Chicago Blackhawks

Will the Chicago Blackhawks Have an Elite Defense in 2014-15?

Los Angeles Kings center Jeff Carter shoots, but is unable to score past a defensive wall of Chicago Blackhawks' Michal Rozsival (32)  Corey Crawford and Duncan Keith, during the third period of Game 1 of the Western Conference finals in the NHL hockey Stanley Cup playoffs in Chicago. The Blackhawks' defense is playing a key role in this postseason run as the Kings found out how hard it is to score on the defending Stanley Cup champions. (AP Photo/Charles Rex Arbogast)
Charles Rex Arbogast/Associated Press
Steve SilvermanFeatured ColumnistJune 6, 2014

The Chicago Blackhawks were one bad bounce away from getting to the Stanley Cup Final for the second year in a row and having an excellent chance to win their second consecutive title and third in five years.

If Alec Martinez's wrist shot from near the blue line had not deflected off the body of Nick Leddy and past goalie Corey Crawford, the Blackhawks may well have been the winner of their epic Game 7 matchup with the Los Angeles Kings.

But it was not merely a bad break that caused the explosive Blackhawks to fall short of playing for the glorious trophy that is the Stanley Cup. The Kings were every bit as good as the Blackhawks, and they certainly proved to be the stronger and more powerful team.

The Blackhawks have long used puck possession as the answer to physical play, but that did not work out against the Kings.

There were telltale signs throughout the season that the Blackhawks would not be the team left standing at the end of the playoffs. Problems popped up at various points throughout the season.

Perhaps the most troubling of those was a defense that proved somewhat leaky. The Chicago defense was not as good as it had been the previous year when the team steamrolled through the lockout-shortened season and had a sensational playoff run to win the Stanley Cup.

They were not as good as they had been in that area during the 2009-10 season. That's the year that the Blackhawks ended their 49-year drought and picked up their first Stanley Cup since Bobby Hull and Stan Mikita were the team's biggest names in the spring of 1961.

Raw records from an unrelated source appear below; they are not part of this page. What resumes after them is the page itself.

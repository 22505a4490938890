//! Loading raw JSON into [`Document`]s.
//!
//! Accepts a JSON array of objects, a single object, JSON Lines, or a
//! directory walked for `.json` / `.jsonl` files in path order. Nested
//! objects are flattened to `parent_child` keys and arrays to `field_0`,
//! `field_1`, ...; scalars that are not strings keep their JSON text and
//! `null` becomes the empty string.

use crate::error::{RankError, Result};
use crate::Document;
use serde_json::Value;
use std::fs::File;
use std::io::{BufRead, BufReader};
use std::path::{Path, PathBuf};
use walkdir::WalkDir;

const SEPARATOR: char = '_';

pub fn read_documents<P: AsRef<Path>>(input: P) -> Result<Vec<Document>> {
    let input = input.as_ref();
    let mut files: Vec<PathBuf> = Vec::new();
    if input.is_dir() {
        for entry in WalkDir::new(input).sort_by_file_name() {
            let entry = entry?;
            let p = entry.path();
            if p.is_file() && matches!(p.extension().and_then(|s| s.to_str()), Some("json" | "jsonl")) {
                files.push(p.to_path_buf());
            }
        }
    } else {
        files.push(input.to_path_buf());
    }

    let mut docs = Vec::new();
    for file in files {
        let before = docs.len();
        if file.extension().and_then(|s| s.to_str()) == Some("jsonl") {
            read_jsonl(&file, &mut docs)?;
        } else {
            read_json(&file, &mut docs)?;
        }
        tracing::debug!(file = %file.display(), docs = docs.len() - before, "read documents");
    }
    Ok(docs)
}

fn read_jsonl(file: &Path, docs: &mut Vec<Document>) -> Result<()> {
    let reader = BufReader::new(File::open(file)?);
    for (lineno, line) in reader.lines().enumerate() {
        let line = line?;
        if line.trim().is_empty() { continue; }
        let value: Value = serde_json::from_str(&line)?;
        docs.push(to_document(value).map_err(|e| at(file, lineno + 1, e))?);
    }
    Ok(())
}

fn read_json(file: &Path, docs: &mut Vec<Document>) -> Result<()> {
    let reader = BufReader::new(File::open(file)?);
    let json: Value = serde_json::from_reader(reader)?;
    match json {
        Value::Array(arr) => {
            for (i, v) in arr.into_iter().enumerate() {
                docs.push(to_document(v).map_err(|e| at(file, i, e))?);
            }
        }
        other => docs.push(to_document(other).map_err(|e| at(file, 0, e))?),
    }
    Ok(())
}

fn at(file: &Path, position: usize, err: RankError) -> RankError {
    RankError::InvalidArgument(format!("{}:{}: {}", file.display(), position, err))
}

/// Flatten one JSON object into a document.
pub fn to_document(value: Value) -> Result<Document> {
    match value {
        Value::Object(map) => {
            let mut doc = Document::new();
            for (key, v) in map {
                flatten_into(&mut doc, key, v);
            }
            Ok(doc)
        }
        other => Err(RankError::InvalidArgument(format!("expected a JSON object, found {}", kind(&other)))),
    }
}

fn flatten_into(doc: &mut Document, key: String, value: Value) {
    match value {
        Value::Object(map) if !map.is_empty() => {
            for (k, v) in map {
                flatten_into(doc, format!("{key}{SEPARATOR}{k}"), v);
            }
        }
        Value::Array(items) if !items.is_empty() => {
            for (i, v) in items.into_iter().enumerate() {
                flatten_into(doc, format!("{key}{SEPARATOR}{i}"), v);
            }
        }
        Value::String(s) => { doc.insert(key, s); }
        Value::Null => { doc.insert(key, String::new()); }
        other => { doc.insert(key, other.to_string()); }
    }
}

fn kind(v: &Value) -> &'static str {
    match v {
        Value::Null => "null",
        Value::Bool(_) => "a boolean",
        Value::Number(_) => "a number",
        Value::String(_) => "a string",
        Value::Array(_) => "an array",
        Value::Object(_) => "an object",
    }
}

#[cfg(test)]
mod tests {
    use super::*;
    use serde_json::json;

    #[test]
    fn flattens_nested_values() {
        let doc = to_document(json!({
            "question": "How do I join?",
            "meta": {"course": "de", "week": 3},
            "tags": ["a", "b"],
            "answer": null
        }))
        .unwrap();
        assert_eq!(doc["question"], "How do I join?");
        assert_eq!(doc["meta_course"], "de");
        assert_eq!(doc["meta_week"], "3");
        assert_eq!(doc["tags_0"], "a");
        assert_eq!(doc["tags_1"], "b");
        assert_eq!(doc["answer"], "");
    }

    #[test]
    fn rejects_non_objects() {
        assert!(matches!(to_document(json!(["x"])), Err(RankError::InvalidArgument(_))));
    }

    #[test]
    fn reads_json_and_jsonl_from_directory() {
        let dir = tempfile::tempdir().unwrap();
        std::fs::write(dir.path().join("a.json"), r#"[{"q": "one"}, {"q": "two"}]"#).unwrap();
        std::fs::write(dir.path().join("b.jsonl"), "{\"q\": \"three\"}\n\n{\"q\": \"four\"}\n").unwrap();
        std::fs::write(dir.path().join("notes.txt"), "ignored").unwrap();
        let docs = read_documents(dir.path()).unwrap();
        let qs: Vec<&str> = docs.iter().map(|d| d["q"].as_str()).collect();
        assert_eq!(qs, vec!["one", "two", "three", "four"]);
    }
}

Here's a look at the defensive drop-off suffered by Joel Quenneville's team:

Chicago was the 12th-ranked defensive team in the league, as the Blackhawks gave up 2.58 goals per game in the regular season. Compare that to the top-ranked Kings and the second-ranked Boston Bruins, who gave up 2.05 and 2.08 goals per game, respectively. 

Charles Rex Arbogast/Associated Press

The Rangers, who are fighting with the Kings for the Stanley Cup, were the fourth-ranked defensive team in the league as they allowed 2.32 goals per game during the regular season.

A year ago, the Blackhawks were the best defensive team in the league. They gave up 2.02 goals per game, and that defensive performance was a big reason why the Blackhawks started the season by playing 24 consecutive games without a regulation loss. They finished what they started by beating the Bruins in six games in the Stanley Cup Final.

When the Kings won the Stanley Cup following the 2011-12 season, they were the second-best defensive team in the league behind the St. Louis Blues. The Bruins earned the 2011 Stanley Cup, and they also ranked as the second-best defensive team in the league that year.

When the Blackhawks won the Stanley Cup in 2010, the Blackhawks were tied for fifth in goals against, giving up 2.48 goals per game.

It's clear that defensive superiority is a key factor for winning the Stanley Cup, and the Blackhawks were only slightly better than average in 2013-14. 

Can they return to form next year?

They have an outstanding shutdown pair of defensemen in Johnny Oduya and Niklas Hjalmarsson. Quenneville is not afraid to put that pair out against any top forward line the Blackhawks face.

However, their top pair of Duncan Keith (48.1 Corsi rating) and Brent Seabrook (47.1 Corsi) may be better as an offensive tandem than when they are asked to play defense. Those numbers rank 31st and 35th, respectively, in these playoffs.

Seabrook had a number of mishaps during the regular season and the Stanley Cup playoffs, and none of his errors may have been more telling than the power-play goal scored by Dustin Brown in Game 4 of the Western Conference Final.

In that game, the Blackhawks were already trailing 2-0 in the latter stages of the first period when the Kings went to the man advantage. Brown stationed himself in front of Crawford, and Seabrook did nothing to move him out of the way. Brown had time and space when he got the puck, and he had no trouble putting the puck by Crawford in a crucial situation. 

The Blackhawks also depend on Leddy and Michal Rozsival as their third pair most nights. Consistency is not their strong suit. Leddy is a strong skater capable of making big plays, but he has a tendency to make mistakes. Rozsival is smart and experienced, but his speed is not his greatest asset.

The Blackhawks don't have to make any major changes on the back end, but general manager Stan Bowman may want to bring in one or two defensemen who can force the issue and possibly compete for a third-pair spot.

Additionally, they need better play on the defensive side from Keith and Seabrook if they want to have another dominant year and compete for the Stanley Cup once again.